[About this task]:
Please print all of the entries, matching them exactly.
Source records section start
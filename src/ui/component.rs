//! Component trait for reusable UI building blocks.

use crossterm::event::KeyEvent;
use ratatui::Frame;
use ratatui::layout::Rect;

use crate::theme::Theme;
use crate::ui::{Handled, Result};

/// Interactive UI building block.
///
/// Components are reusable widgets that handle key events and emit generic
/// outputs. They know nothing about the domain; screens translate their
/// outputs into domain messages.
pub trait Component {
    /// The output type this component produces.
    type Output;

    /// Handle a key event.
    fn handle_key(&mut self, key: KeyEvent) -> Result<Handled<Self::Output>> {
        _ = key;
        Ok(Handled::Ignored)
    }

    /// Called on each tick for animations and time-based updates.
    fn on_tick(&mut self) {}

    /// Render the component to the frame.
    fn render(&mut self, frame: &mut Frame, area: Rect, theme: &Theme);
}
Source records section end
[Output of the task]:
filename src/ui/component.rs
//! Component trait for reusable UI building blocks.

use crossterm::event::KeyEvent;
use ratatui::Frame;
use ratatui::layout::Rect;

use crate::theme::Theme;
use crate::ui::{Handled, Result};

/// Interactive UI building block.
///
/// Components are reusable widgets that handle key events and emit generic
/// outputs. They know nothing about the domain; screens translate their
/// outputs into domain messages.
pub trait Component {
    /// The output type this component produces.
    type Output;

    /// Handle a key event.
    fn handle_key(&mut self, key: KeyEvent) -> Result<Handled<Self::Output>> {
        _ = key;
        Ok(Handled::Ignored)
    }

    /// Called on each tick for animations and time-based updates.
    fn on_tick(&mut self) {}

    /// Render the component to the frame.
    fn render(&mut self, frame: &mut Frame, area: Rect, theme: &Theme);
}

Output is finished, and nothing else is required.